From 841a54546eea101e968370d4dc11682e016e5f13 Mon Sep 17 00:00:00 2001
From: Paul Masurel <paul.masurel@gmail.com>
Date: Thu, 11 Aug 2016 21:18:59 +0900
Subject: [PATCH] added extra doc file

---
 .travis.yml                  |  7 +++--
 docs/datastruct.md           | 61 ++++++++++++++++++++++++++++++++++++
 docs/style.css               | 37 ++++++++++++++++++++++
 docs/tutorial.md             | 22 ++++++-------
 script/build-doc.sh          | 10 ++++++
 src/postings/freq_handler.rs |  3 +-
 src/postings/term_info.rs    | 11 +++++++
 7 files changed, 135 insertions(+), 16 deletions(-)
 create mode 100644 docs/datastruct.md
 create mode 100644 docs/style.css
 create mode 100755 script/build-doc.sh

diff --git a/.travis.yml b/.travis.yml
index b33c4ed25..1f4ea5e41 100644
--- a/.travis.yml
+++ b/.travis.yml
@@ -34,6 +34,7 @@ script:
     travis-cargo bench &&
     travis-cargo doc
 after_success:
-    - travis-cargo doc-upload
-    - if [[ "$TRAVIS_OS_NAME" == "linux" ]]; then travis-cargo coveralls --no-sudo --verify; fi
-    - if [[ "$TRAVIS_OS_NAME" == "linux" ]]; then ./kcov/build/src/kcov --verify --coveralls-id=$TRAVIS_JOB_ID --exclude-pattern=/.cargo target/kcov target/debug/tantivy-*; fi
+  - bash ./script/build-doc.sh
+  - travis-cargo doc-upload
+  - if [[ "$TRAVIS_OS_NAME" == "linux" ]]; then travis-cargo coveralls --no-sudo --verify; fi
+  - if [[ "$TRAVIS_OS_NAME" == "linux" ]]; then ./kcov/build/src/kcov --verify --coveralls-id=$TRAVIS_JOB_ID --exclude-pattern=/.cargo target/kcov target/debug/tantivy-*; fi
diff --git a/docs/datastruct.md b/docs/datastruct.md
new file mode 100644
index 000000000..aefe0c4af
--- /dev/null
+++ b/docs/datastruct.md
@@ -0,0 +1,61 @@
+% Tantivy's datastructure and index format
+
+This document explains how tantivy works, and specifically 
+what kind of datastructures are used to index and store the data.
+
+# An inverted index
+
+As you may know, an idea central to search engines is to assign a document id 
+to each document, and build an inverted index, which is simply
+a datastructure associating each term (word) to a sorted list of doc ids.   
+
+Such an index then makes it possible to compute the union or
+the intersection of the documents containing two terms
+in `O(1)` memory and `O(n)` time.
+
+## Term dictionary
+
+Tantivy term dicionary (`.term` files) are stored in
+a finite state transducer (courtesy of the excellent
+[`fst`](https://github.com/BurntSushi/fst) crate).
+
+For each term, the dictionary associates
+a [TermInfo](http://fulmicoton.com/tantivy/tantivy/postings/struct.TermInfo.html). 
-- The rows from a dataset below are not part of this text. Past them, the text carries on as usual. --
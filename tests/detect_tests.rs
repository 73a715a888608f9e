use std::io::{self, Cursor, Read, Seek, SeekFrom};

use chrono::NaiveDate;
use rust_decimal_macros::dec;
use zugferd::codes::{CurrencyCode, TaxCategoryCode};
use zugferd::*;

fn invoice(profile: Profile) -> InvoiceDescriptor {
    InvoiceBuilder::new("D-1", NaiveDate::from_ymd_opt(2024, 1, 15).unwrap(), CurrencyCode::Eur)
        .profile(profile)
        .seller(PartyBuilder::new("Verkäufer GmbH").build())
        .add_line(
            LineItemBuilder::new("1", "Artikel", dec!(1), dec!(10))
                .tax(TaxCategoryCode::StandardRate, dec!(19))
                .build(),
        )
        .build()
}

fn written(profile: Profile, version: ZugferdVersion, format: ZugferdFormat) -> Cursor<Vec<u8>> {
    let mut cursor = Cursor::new(Vec::new());
    invoice(profile).save(&mut cursor, version, format).unwrap();
    cursor
}

#[test]
fn writer_output_is_detected_as_its_own_kind() {
    let cases = [
        (Profile::BASIC, ZugferdVersion::Version1, ZugferdFormat::Cii, DocumentKind::CiiVersion1),
        (Profile::BASIC_WL, ZugferdVersion::Version20, ZugferdFormat::Cii, DocumentKind::CiiVersion20),
        (Profile::EXTENDED, ZugferdVersion::Version23, ZugferdFormat::Cii, DocumentKind::CiiVersion23),
        #[cfg(feature = "ubl")]
        (Profile::COMFORT, ZugferdVersion::Version23, ZugferdFormat::Ubl, DocumentKind::Ubl),
    ];
    for (profile, version, format, expected) in cases {
        let mut cursor = written(profile, version, format);
        let kind = detect(&mut cursor).unwrap();
        assert_eq!(kind, expected, "{profile} {version:?} {format:?}");
        assert_eq!(kind.version(), version);
        assert_eq!(kind.format(), format);

        let back = InvoiceDescriptor::load(&mut cursor).unwrap();
        assert_eq!(back.profile, profile);
        assert_eq!(back.invoice_no, "D-1");
    }
}

#[test]
fn comfort_2x_documents_go_to_the_newer_reader() {
    // The Comfort identifier is shared by 2.0 and 2.1+.
    let mut cursor = written(Profile::COMFORT, ZugferdVersion::Version20, ZugferdFormat::Cii);
    assert_eq!(detect(&mut cursor).unwrap(), DocumentKind::CiiVersion23);
    let back = InvoiceDescriptor::load(&mut cursor).unwrap();
    assert_eq!(back.profile, Profile::COMFORT);
}

#[test]
fn is_readable_by_leaves_the_stream_alone() {
    let mut cursor = written(Profile::EXTENDED, ZugferdVersion::Version23, ZugferdFormat::Cii);
    cursor.set_position(0);

    assert!(CiiVersion23Reader.is_readable_by(&mut cursor).unwrap());
    assert!(!CiiVersion1Reader.is_readable_by(&mut cursor).unwrap());
    assert!(!CiiVersion20Reader.is_readable_by(&mut cursor).unwrap());
    assert_eq!(cursor.position(), 0);
    assert_eq!(detect(&mut cursor).unwrap(), detect(&mut cursor).unwrap());
}

#[test]
fn byte_order_mark_is_tolerated() {
    let xml = invoice(Profile::BASIC)
        .to_xml(ZugferdVersion::Version23, ZugferdFormat::Cii)
        .unwrap();
    let with_bom = format!("\u{feff}{xml}");
    let back = InvoiceDescriptor::load_str(&with_bom).unwrap();
    assert_eq!(back.invoice_no, "D-1");
}

/// Reads fine, refuses to seek.
struct NoSeek(Cursor<Vec<u8>>);

impl Read for NoSeek {
    fn read(&mut self, buf: &mut [u8]) -> io::Result<usize> {
        self.0.read(buf)
    }
}

impl Seek for NoSeek {
    fn seek(&mut self, _pos: SeekFrom) -> io::Result<u64> {
        Err(io::Error::new(io::ErrorKind::Unsupported, "not seekable"))
    }
}

#[test]
fn unseekable_stream_is_illegal() {
    let mut stream = NoSeek(Cursor::new(b"<a/>".to_vec()));
    let err = detect(&mut stream).unwrap_err();
    assert!(matches!(err, ZugferdError::IllegalStream(_)));
}

/// Seeks fine, fails every read.
struct NoRead(Cursor<Vec<u8>>);

impl Read for NoRead {
    fn read(&mut self, _buf: &mut [u8]) -> io::Result<usize> {
        Err(io::Error::new(io::ErrorKind::PermissionDenied, "not readable"))
    }
}

impl Seek for NoRead {
    fn seek(&mut self, pos: SeekFrom) -> io::Result<u64> {
        self.0.seek(pos)
    }
}

#[test]
fn unreadable_stream_fails_detection_with_io_and_load_as_illegal() {
    let mut stream = NoRead(Cursor::new(b"<a/>".to_vec()));
    assert!(matches!(detect(&mut stream).unwrap_err(), ZugferdError::Io(_)));
    let err = InvoiceDescriptor::load(&mut stream).unwrap_err();
    assert!(matches!(err, ZugferdError::IllegalStream(_)));
    assert_eq!(stream.0.position(), 0);
}
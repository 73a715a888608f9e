use std::io::{Cursor, ErrorKind, Read, Seek, Write};

use super::error::{ZugferdError, illegal_stream};
use super::profile::{ZugferdFormat, ZugferdVersion};
use super::types::InvoiceDescriptor;
use crate::cii::{CiiVersion1Writer, CiiVersion20Writer, CiiVersion23Writer};
use crate::detect;
use crate::io::InvoiceWriter;
#[cfg(feature = "ubl")]
use crate::ubl::UblWriter;

impl InvoiceDescriptor {
    /// Detect the dialect of the document at the current stream position
    /// and read it.
    ///
    /// A stream that cannot be read fails with
    /// [`ZugferdError::IllegalStream`]. Input that is not UTF-8 stays an
    /// [`ZugferdError::Io`] error.
    ///
    /// ```
    /// use zugferd::{InvoiceDescriptor, ZugferdError};
    ///
    /// let err = InvoiceDescriptor::load_str("<note>not an invoice</note>").unwrap_err();
    /// assert!(matches!(err, ZugferdError::UnknownFormat));
    /// ```
    pub fn load<R: Read + Seek>(stream: &mut R) -> Result<Self, ZugferdError> {
        let kind = detect::detect(stream).map_err(unreadable)?;
        kind.load(stream).map_err(unreadable)
    }

    pub fn load_str(xml: &str) -> Result<Self, ZugferdError> {
        Self::load(&mut Cursor::new(xml.as_bytes()))
    }

    /// Write the descriptor in the given version and syntax.
    ///
    /// The descriptor's own [`Profile`](super::Profile) selects the
    /// guideline id and which elements are written. UBL exists only for
    /// [`ZugferdVersion::Version23`].
    pub fn save<W: Write + Seek>(
        &self,
        stream: &mut W,
        version: ZugferdVersion,
        format: ZugferdFormat,
    ) -> Result<(), ZugferdError> {
        match (format, version) {
            (ZugferdFormat::Cii, ZugferdVersion::Version1) => CiiVersion1Writer.save(self, stream),
            (ZugferdFormat::Cii, ZugferdVersion::Version20) => CiiVersion20Writer.save(self, stream),
            (ZugferdFormat::Cii, ZugferdVersion::Version23) => CiiVersion23Writer.save(self, stream),
            #[cfg(feature = "ubl")]
            (ZugferdFormat::Ubl, ZugferdVersion::Version23) => UblWriter.save(self, stream),
            (ZugferdFormat::Ubl, _) => Err(ZugferdError::UnsupportedFormat { version, format }),
        }
    }

    /// [`InvoiceDescriptor::save`] into a string.
    pub fn to_xml(&self, version: ZugferdVersion, format: ZugferdFormat) -> Result<String, ZugferdError> {
        let mut cursor = Cursor::new(Vec::new());
        self.save(&mut cursor, version, format)?;
        String::from_utf8(cursor.into_inner()).map_err(|e| ZugferdError::Xml(e.to_string()))
    }
}

fn unreadable(e: ZugferdError) -> ZugferdError {
    match e {
        ZugferdError::Io(io) if io.kind() != ErrorKind::InvalidData => illegal_stream(io),
        other => other,
    }
}
//! Integration Tests Runner
//!
//! This binary documents how to run the stub-backend integration tests

use anyhow::Result;

fn main() -> Result<()> {
    println!("Sidecar Client Integration Tests");
    println!("================================");
    println!();
    println!("Available tests:");
    println!("  - Configuration variable CRUD flow: cargo test --test configuration_variable_flow -- --nocapture");
    println!("  - Configuration layering: cargo test --test config_loading");
    println!();
    println!("To run all integration tests:");
    println!("  cargo test -- --nocapture");
    println!();
    println!("Tests run against an in-process stub backend; no live server is required.");

    Ok(())
}
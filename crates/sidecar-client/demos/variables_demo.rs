//! List and validate configuration variables against a live server
//!
//! ```text
//! SIDECAR_API__API_TOKEN=... cargo run --example variables_demo -- --debug
//! ```

use clap::Parser;
use sidecar_client::{
    ApiClient, Config, ConfigurationVariable, ConfigurationVariableStore, LogNotifier,
};
use std::path::PathBuf;
use std::sync::Arc;
use tracing::info;

#[derive(Parser)]
#[command(
    name = "variables_demo",
    about = "List and validate sidecar configuration variables"
)]
struct Args {
    /// Path to configuration file
    #[arg(short, long, value_name = "FILE")]
    config: Option<PathBuf>,

    /// Enable debug logging
    #[arg(short, long)]
    debug: bool,
}

#[tokio::main]
async fn main() -> anyhow::Result<()> {
    let args = Args::parse();

    let log_level = if args.debug { "debug" } else { "info" };
    let filter = tracing_subscriber::EnvFilter::try_from_default_env()
        .unwrap_or_else(|_| tracing_subscriber::EnvFilter::new(log_level));
    tracing_subscriber::fmt().with_env_filter(filter).init();

    let config = Config::load(args.config.as_deref())?;
    info!("Using API at {}", config.api.base_url);

    let client = ApiClient::new(&config.api)?;
    let store = ConfigurationVariableStore::new(client, Arc::new(LogNotifier));

    let subscription = store.subscribe(|variables| {
        info!("Cache updated: {} configuration variables", variables.len());
    });

    // Validation is side-effect free, so the demo can run against any server
    let candidate = ConfigurationVariable::new("demo_spool_dir", "Demo variable", "/var/spool/demo");
    let validation = store.validate(&candidate).await?;
    if validation.has_errors() {
        info!("Server rejected \"{}\": {:?}", candidate.name, validation.errors);
    } else {
        info!("Server would accept \"{}\"", candidate.name);
    }

    for variable in store.all().await? {
        info!("{}: {}", variable.name, variable.description);
    }

    store.unsubscribe(subscription);
    Ok(())
}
+which contains all of the information required to access the list of doc ids of the doc containing
+the term.
+
+In fact `fst` can only associated terms to a long. [`FstMap`](https://github.com/fulmicoton/tantivy/blob/master/src/datastruct/fstmap.rs) are
+in charge to build a KV map on top of it.  
+
+
+## Postings
+
+The posting lists (sorted list of doc ids) are encoded in the `.idx` file.
+Optionally, you specify in your schema that you want tf-idf to be encoded
+in the index file (if you do not, the index will behave as if all documents
+have a term frequency of 1).
+Tf-idf scoring requires the term frequency (number of time the term appeared in the field of the document)
+for each document.
+
+
+# Segments
+
+Tantivy's index are divided into segments.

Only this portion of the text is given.